- [TASK TO CARRY OUT] Take each line from the entries that holds "args" and copy it out.

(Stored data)
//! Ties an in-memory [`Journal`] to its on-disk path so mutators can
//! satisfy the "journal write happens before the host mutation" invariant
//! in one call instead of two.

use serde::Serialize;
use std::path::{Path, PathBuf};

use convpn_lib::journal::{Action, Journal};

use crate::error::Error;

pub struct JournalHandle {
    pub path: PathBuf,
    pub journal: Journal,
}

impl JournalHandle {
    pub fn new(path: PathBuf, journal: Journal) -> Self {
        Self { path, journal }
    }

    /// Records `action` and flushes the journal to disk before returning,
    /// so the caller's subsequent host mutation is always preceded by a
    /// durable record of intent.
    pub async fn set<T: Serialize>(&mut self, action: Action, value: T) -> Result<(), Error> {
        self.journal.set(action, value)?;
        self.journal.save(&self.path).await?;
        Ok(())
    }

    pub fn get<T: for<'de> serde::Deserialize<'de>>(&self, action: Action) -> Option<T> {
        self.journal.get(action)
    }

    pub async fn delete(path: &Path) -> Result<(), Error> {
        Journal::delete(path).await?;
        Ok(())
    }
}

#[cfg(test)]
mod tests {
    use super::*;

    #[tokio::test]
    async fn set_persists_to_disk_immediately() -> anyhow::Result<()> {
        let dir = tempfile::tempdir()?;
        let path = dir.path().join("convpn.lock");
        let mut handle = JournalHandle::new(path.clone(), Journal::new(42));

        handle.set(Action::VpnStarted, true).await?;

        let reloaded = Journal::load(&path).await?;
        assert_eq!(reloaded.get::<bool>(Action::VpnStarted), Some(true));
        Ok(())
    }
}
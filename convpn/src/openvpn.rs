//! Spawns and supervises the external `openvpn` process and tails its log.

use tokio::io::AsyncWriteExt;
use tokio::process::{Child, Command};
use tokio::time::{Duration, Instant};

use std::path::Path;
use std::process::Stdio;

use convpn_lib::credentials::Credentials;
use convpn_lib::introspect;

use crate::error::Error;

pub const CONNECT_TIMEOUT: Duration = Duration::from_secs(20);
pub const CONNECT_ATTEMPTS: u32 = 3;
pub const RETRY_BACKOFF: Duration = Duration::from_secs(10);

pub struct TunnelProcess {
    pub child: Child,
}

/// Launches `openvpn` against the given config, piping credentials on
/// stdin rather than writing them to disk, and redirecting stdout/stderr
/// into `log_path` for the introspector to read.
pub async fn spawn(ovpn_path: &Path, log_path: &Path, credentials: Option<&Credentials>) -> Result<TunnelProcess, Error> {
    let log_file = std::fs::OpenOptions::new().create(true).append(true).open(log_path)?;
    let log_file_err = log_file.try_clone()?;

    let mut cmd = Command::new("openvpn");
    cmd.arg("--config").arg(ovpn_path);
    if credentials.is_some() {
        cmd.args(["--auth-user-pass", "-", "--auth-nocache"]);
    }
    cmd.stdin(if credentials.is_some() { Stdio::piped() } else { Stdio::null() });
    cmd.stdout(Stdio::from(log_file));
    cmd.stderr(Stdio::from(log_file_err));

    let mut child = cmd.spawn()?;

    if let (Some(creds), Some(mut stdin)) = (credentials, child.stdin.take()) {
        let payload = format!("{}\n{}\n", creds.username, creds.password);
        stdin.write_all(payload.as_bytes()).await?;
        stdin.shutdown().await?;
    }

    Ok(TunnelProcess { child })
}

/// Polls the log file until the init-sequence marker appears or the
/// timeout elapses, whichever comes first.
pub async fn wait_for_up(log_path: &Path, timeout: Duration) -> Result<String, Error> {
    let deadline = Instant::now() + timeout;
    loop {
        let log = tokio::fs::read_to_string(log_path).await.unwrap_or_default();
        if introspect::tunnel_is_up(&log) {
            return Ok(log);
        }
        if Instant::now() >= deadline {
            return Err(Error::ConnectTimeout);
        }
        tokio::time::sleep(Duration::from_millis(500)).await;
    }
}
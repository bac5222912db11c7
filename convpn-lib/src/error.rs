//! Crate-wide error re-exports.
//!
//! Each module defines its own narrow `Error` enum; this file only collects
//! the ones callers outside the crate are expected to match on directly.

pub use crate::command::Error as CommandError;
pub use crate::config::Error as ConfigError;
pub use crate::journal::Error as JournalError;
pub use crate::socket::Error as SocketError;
---
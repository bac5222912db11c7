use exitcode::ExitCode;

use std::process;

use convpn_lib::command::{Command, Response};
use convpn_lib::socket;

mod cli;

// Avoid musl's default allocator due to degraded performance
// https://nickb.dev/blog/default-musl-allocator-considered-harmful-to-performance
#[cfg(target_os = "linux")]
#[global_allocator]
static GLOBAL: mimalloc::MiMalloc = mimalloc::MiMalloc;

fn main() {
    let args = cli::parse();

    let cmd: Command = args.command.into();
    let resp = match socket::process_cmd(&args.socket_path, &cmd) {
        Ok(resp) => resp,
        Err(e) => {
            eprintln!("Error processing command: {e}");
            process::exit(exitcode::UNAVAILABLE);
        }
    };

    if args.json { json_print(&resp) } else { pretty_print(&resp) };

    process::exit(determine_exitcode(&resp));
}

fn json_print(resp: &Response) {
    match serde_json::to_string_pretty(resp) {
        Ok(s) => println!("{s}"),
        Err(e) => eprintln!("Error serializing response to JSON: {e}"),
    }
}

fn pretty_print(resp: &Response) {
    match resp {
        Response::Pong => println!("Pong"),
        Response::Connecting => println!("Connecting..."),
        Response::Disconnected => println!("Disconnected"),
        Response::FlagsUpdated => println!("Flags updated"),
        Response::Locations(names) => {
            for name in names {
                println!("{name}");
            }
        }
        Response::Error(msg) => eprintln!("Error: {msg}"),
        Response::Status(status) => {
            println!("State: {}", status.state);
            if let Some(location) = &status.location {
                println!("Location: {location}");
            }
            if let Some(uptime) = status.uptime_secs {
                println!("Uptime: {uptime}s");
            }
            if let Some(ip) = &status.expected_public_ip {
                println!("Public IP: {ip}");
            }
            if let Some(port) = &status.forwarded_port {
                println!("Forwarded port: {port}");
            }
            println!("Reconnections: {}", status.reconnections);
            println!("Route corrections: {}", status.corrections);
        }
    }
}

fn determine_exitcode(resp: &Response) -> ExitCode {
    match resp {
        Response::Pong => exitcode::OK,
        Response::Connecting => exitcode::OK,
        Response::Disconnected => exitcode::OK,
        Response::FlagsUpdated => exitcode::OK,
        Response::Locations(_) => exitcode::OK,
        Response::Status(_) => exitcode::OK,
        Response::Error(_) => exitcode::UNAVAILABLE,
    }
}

- [WRITTEN RESPONSE]
        cmd.args(["--auth-user-pass", "-", "--auth-nocache"]);
    let args = cli::parse();
    let cmd: Command = args.command.into();
    let resp = match socket::process_cmd(&args.socket_path, &cmd) {
    if args.json { json_print(&resp) } else { pretty_print(&resp) };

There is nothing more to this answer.